House + Home Q+A

Travel keepsakes decorate holiday trees at Oak Hall apartment of Roena Haynie and Charles Reitz

Updated: 2013-12-22T03:07:09Z


The Kansas City Star

Three years ago, Roena Haynie, retired professor and chair of social science at Avila University, and her husband, Charles Reitz, who retired in 2006 as professor of philosophy and social science at Kansas City Kansas Community College, sold their Brookside home and moved to an apartment in Oak Hall. Reitz finished editing a just-published volume of essays, “Crisis and Comonwealth: Marcuse, Marx, McLaren,” there.

Now they’re celebrating the solstice as they always do, preparing to visit family and displaying reminders of their travels on two holiday trees. The decorations are little dolls they have picked up all over the world, says Haynie.

How did this tradition come about?

We were traveling and I thought it would be nice to get a little souvenir from different countries.

We met in Buffalo, where we were both getting our Ph.Ds. Mine was in the sociology of women and work, and Charley’s was in the philosophy of education.

After we both got jobs in Kansas City, we’d go to Europe every two to three years. A major change that occurred during our careers was the shift to multicultural education. We were enthused to help with the change to a more multicultural and egalitarian curricula with an appreciation of questions of social justice.

Where do you stay?

Often we travel to visit people we know. At KCK Community College, Charley served as director of intercultural education. He went to school at the University of Freiburg, in Germany, and still has friends there.

Two years ago we went camping on the French Mediterranean with German friends of Charley’s. It was so inexpensive and pleasant. We stayed in a two-bedroom tent divided by a canvas wall, with a porch that faced a sand dune. On the other side of the dune was the sea. From there we went to Barcelona and Bilbao.

The dancing Basque doll with the traditional beret came from that trip.

We also went up to the Dordogne. They grow a lot of lavender, and that’s where I found the little doll with the lavender dress and straw hat.


That’s a Black Forest doll in a traditional black and red Trachten (folk costume), with a floral embroidered cummerbund and a little straw hat with red balls.
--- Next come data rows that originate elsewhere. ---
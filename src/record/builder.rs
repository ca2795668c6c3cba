use std::collections::{HashMap, HashSet};

use super::{
    Bond, Endpoint, Gender, Hero, HeroClass, Legacy, Relationship, RelationshipKind,
    RelationshipStatus,
};

struct PendingLink {
    source: String,
    target: String,
    kind: RelationshipKind,
}

/// Collects heroes and raw links, then resolves them into a [`Legacy`].
///
/// Resolution happens once in [`LegacyBuilder::build`]:
/// - parent ids without a hero record become [`Endpoint::Unresolved`];
/// - sibling and bond links to missing heroes are dropped;
/// - duplicate links collapse, and for bonds of the same type between the
///   same pair only the strongest status survives.
#[derive(Default)]
pub struct LegacyBuilder {
    heroes: Vec<Hero>,
    links: Vec<PendingLink>,
}

impl LegacyBuilder {
    pub fn new() -> Self {
        Self::default()
    }

    pub fn hero(mut self, id: &str, name: &str, gender: Gender, class: HeroClass) -> Self {
        self.add_hero(id, name, gender, class);
        self
    }

    pub fn parent(mut self, parent_id: &str, child_id: &str) -> Self {
        self.add_parent(parent_id, child_id);
        self
    }

    pub fn sibling(mut self, first_id: &str, second_id: &str) -> Self {
        self.add_sibling(first_id, second_id);
        self
    }

    pub fn bond(
        mut self,
        first_id: &str,
        second_id: &str,
        status: RelationshipStatus,
        rel_type: Option<&str>,
    ) -> Self {
        self.add_bond(first_id, second_id, status, rel_type);
        self
    }

    pub fn add_hero(&mut self, id: &str, name: &str, gender: Gender, class: HeroClass) {
        self.heroes.push(Hero {
            id: id.to_string(),
            short_id: Hero::short_id_of(id).to_string(),
            name: name.to_string(),
            gender,
            class,
            relationships: Vec::new(),
        });
    }

    pub fn add_parent(&mut self, parent_id: &str, child_id: &str) {
        self.push_link(parent_id, child_id, RelationshipKind::Parent);
    }

    pub fn add_sibling(&mut self, first_id: &str, second_id: &str) {
        self.push_link(first_id, second_id, RelationshipKind::Sibling);
    }

    pub fn add_bond(
        &mut self,
        first_id: &str,
        second_id: &str,
        status: RelationshipStatus,
        rel_type: Option<&str>,
    ) {
        self.push_link(
            first_id,
            second_id,
            RelationshipKind::Bond(Bond::new(status, rel_type)),
        );
    }

    fn push_link(&mut self, source: &str, target: &str, kind: RelationshipKind) {
        self.links.push(PendingLink {
            source: source.to_string(),
            target: target.to_string(),
            kind,
        });
    }

    pub fn build(self) -> Legacy {
        let mut heroes = Vec::with_capacity(self.heroes.len());
        let mut index = HashMap::new();
        for hero in self.heroes {
            if index.contains_key(&hero.id) {
                log::warn!("Duplicate hero id {}, keeping the first record", hero.id);
                continue;
            }
            index.insert(hero.id.clone(), heroes.len());
            heroes.push(hero);
        }

        let mut relationships: Vec<Relationship> = Vec::new();
        let mut seen: HashSet<(String, String, bool)> = HashSet::new();
        let mut bonds: HashMap<(String, String, Option<String>), usize> = HashMap::new();

        for link in self.links {
            if link.source == link.target {
                log::debug!("Skipping self-link on {}", link.source);
                continue;
            }
            let source_known = index.contains_key(&link.source);
            let target_known = index.contains_key(&link.target);

            match link.kind {
                RelationshipKind::Parent => {
                    if !target_known {
                        log::debug!("Skipping parent link to missing child {}", link.target);
                        continue;
                    }
                    if !seen.insert((link.source.clone(), link.target.clone(), true)) {
                        continue;
                    }
                    let source = if source_known {
                        Endpoint::Hero(link.source)
                    } else {
                        Endpoint::Unresolved(link.source)
                    };
                    relationships.push(Relationship {
                        source,
                        target: Endpoint::Hero(link.target),
                        kind: RelationshipKind::Parent,
                    });
                }
                RelationshipKind::Sibling => {
                    if !source_known || !target_known {
                        log::debug!(
                            "Skipping sibling link {} - {} with a missing hero",
                            link.source,
                            link.target
                        );
                        continue;
                    }
                    let (a, b) = ordered(&link.source, &link.target);
                    if !seen.insert((a, b, false)) {
                        continue;
                    }
                    relationships.push(Relationship {
                        source: Endpoint::Hero(link.source),
                        target: Endpoint::Hero(link.target),
                        kind: RelationshipKind::Sibling,
                    });
                }
                RelationshipKind::Bond(bond) => {
                    if !source_known || !target_known {
                        log::debug!(
                            "Skipping {} bond {} - {} with a missing hero",
                            bond.key(),
                            link.source,
                            link.target
                        );
                        continue;
                    }
                    let (a, b) = ordered(&link.source, &link.target);
                    let key = (a, b, bond.rel_type.clone());
                    if let Some(&existing) = bonds.get(&key) {
                        let current = &mut relationships[existing];
                        let weaker = current
                            .bond()
                            .map(|b| b.status.strength() < bond.status.strength())
                            .unwrap_or(false);
                        if weaker {
                            current.kind = RelationshipKind::Bond(bond);
                        }
                        continue;
                    }
                    bonds.insert(key, relationships.len());
                    relationships.push(Relationship {
                        source: Endpoint::Hero(link.source),
                        target: Endpoint::Hero(link.target),
                        kind: RelationshipKind::Bond(bond),
                    });
                }
            }
        }

        for (rel_idx, rel) in relationships.iter().enumerate() {
            for hero_id in rel.hero_ids() {
                if let Some(&hero_idx) = index.get(hero_id) {
                    heroes[hero_idx].relationships.push(rel_idx);
                }
            }
        }

        log::debug!(
            "Built legacy with {} heroes and {} relationships",
            heroes.len(),
            relationships.len()
        );
        Legacy {
            heroes,
            relationships,
            index,
        }
    }
}

fn ordered(a: &str, b: &str) -> (String, String) {
    if a <= b {
        (a.to_string(), b.to_string())
    } else {
        (b.to_string(), a.to_string())
    }
}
The Tomten is from Sweden; I also have a girl in a Swedish folk costume and a Norwegian man.

The doll with the blue dress and the mitre cap is from the Ukraine. I found the jumping jack Mozart in Salzberg. The girl with the embroidered shirt and tricolor on her hat is from Burgundy.

And this little doll with the black braids?

We got that 10 years ago, when we went to Wales to visit two old friends. They recommended that we visit the Duke of Devonshire estate, with the gardens by Inigo Jones. We also went to Tintagel Castle on the coast of Cornwall, where King Arthur was conceived. And I won’t forget driving on the wrong side of the road with a stick shift car.

What was one of your most memorable trips?

We really enjoyed our trip to Crete, where the palaces were not fortified, unlike the Mycenaean mainland. In Crete’s Minoan civilization, there was much more equality and goddess worship. That attracted me, as I was doing research on feminist anthropology and reading (Riane Eisler’s) “The Chalice and the Blade.” I have dolls from Crete and Greece.

One year, Charley decided on Spain because of living in Kansas City and the Giralda Tower on the Plaza, which is patterned after the one in Seville, our sister city. We wanted to look at the original, which is double the size of the Kansas City one.

What’s the theme of the second tree?

That’s our “American tree,” with dolls of Dorothy, the Lion and the Scarecrow. I also have Navajo and Sioux dolls. The oldest doll is from my mother. She was born in 1912. It’s made of cloth with paper.